_SOURCE DATA_
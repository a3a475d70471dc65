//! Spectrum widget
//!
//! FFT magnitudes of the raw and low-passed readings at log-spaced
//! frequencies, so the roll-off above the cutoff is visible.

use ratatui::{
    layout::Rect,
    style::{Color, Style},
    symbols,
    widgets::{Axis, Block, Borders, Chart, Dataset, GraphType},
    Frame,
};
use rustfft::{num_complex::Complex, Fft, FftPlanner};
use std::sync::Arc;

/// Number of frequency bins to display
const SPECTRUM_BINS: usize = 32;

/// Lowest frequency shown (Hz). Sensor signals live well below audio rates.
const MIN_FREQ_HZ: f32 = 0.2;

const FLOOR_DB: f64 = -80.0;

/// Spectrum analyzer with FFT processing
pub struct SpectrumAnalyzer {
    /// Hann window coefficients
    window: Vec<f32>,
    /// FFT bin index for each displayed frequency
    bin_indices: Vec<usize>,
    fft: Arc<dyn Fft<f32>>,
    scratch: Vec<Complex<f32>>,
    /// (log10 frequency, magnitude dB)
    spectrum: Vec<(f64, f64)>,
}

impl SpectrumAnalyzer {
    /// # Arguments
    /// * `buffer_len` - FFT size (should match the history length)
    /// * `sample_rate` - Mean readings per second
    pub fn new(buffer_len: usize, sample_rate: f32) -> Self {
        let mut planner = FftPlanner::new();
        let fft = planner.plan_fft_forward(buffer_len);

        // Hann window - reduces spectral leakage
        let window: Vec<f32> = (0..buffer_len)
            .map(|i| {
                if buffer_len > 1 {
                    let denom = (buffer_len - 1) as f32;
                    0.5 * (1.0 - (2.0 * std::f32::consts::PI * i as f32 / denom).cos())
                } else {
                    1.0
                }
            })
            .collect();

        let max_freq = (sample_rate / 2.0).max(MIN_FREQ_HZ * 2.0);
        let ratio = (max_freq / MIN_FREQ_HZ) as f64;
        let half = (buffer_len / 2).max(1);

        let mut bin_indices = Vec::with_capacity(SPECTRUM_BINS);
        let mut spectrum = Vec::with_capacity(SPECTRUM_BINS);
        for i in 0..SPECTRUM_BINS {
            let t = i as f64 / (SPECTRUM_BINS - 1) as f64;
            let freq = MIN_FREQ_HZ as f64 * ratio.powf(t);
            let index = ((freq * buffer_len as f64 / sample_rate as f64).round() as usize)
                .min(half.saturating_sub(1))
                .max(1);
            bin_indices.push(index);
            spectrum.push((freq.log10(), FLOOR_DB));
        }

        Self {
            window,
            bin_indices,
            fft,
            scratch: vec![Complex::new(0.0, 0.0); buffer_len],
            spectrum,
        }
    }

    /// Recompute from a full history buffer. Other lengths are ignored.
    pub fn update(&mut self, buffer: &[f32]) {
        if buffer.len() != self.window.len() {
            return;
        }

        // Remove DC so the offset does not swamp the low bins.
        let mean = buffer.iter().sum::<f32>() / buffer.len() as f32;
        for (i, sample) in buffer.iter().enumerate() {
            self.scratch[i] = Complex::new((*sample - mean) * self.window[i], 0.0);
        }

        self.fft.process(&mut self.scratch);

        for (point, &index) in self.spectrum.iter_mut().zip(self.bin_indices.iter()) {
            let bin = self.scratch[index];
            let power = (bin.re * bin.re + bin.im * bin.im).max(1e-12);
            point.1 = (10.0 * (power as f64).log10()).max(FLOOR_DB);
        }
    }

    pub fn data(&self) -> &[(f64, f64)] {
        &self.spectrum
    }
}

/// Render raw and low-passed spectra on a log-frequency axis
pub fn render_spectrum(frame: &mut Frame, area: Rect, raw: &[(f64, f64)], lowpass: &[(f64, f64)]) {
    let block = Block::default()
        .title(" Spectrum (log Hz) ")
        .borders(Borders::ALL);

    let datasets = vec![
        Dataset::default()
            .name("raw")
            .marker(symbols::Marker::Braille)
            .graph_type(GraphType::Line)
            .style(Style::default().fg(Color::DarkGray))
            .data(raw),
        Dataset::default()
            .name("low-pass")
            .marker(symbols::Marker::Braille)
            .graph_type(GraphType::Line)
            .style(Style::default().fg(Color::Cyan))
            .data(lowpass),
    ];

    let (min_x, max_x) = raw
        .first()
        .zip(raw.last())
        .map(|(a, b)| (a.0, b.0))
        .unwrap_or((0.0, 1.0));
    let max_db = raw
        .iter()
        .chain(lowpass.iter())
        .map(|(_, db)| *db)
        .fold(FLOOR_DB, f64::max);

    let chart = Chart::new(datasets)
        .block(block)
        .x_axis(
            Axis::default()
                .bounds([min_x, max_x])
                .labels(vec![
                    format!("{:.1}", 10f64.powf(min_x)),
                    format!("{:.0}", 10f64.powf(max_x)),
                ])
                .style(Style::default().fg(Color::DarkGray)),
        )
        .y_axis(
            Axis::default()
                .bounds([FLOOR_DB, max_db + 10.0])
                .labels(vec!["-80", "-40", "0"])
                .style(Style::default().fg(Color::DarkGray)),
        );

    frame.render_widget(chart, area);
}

_TASK TO CARRY OUT_
Where a line of the entries contains "bounds", report that line.

_WORKED SOLUTION_
                .bounds([min_x, max_x])
                .bounds([FLOOR_DB, max_db + 10.0])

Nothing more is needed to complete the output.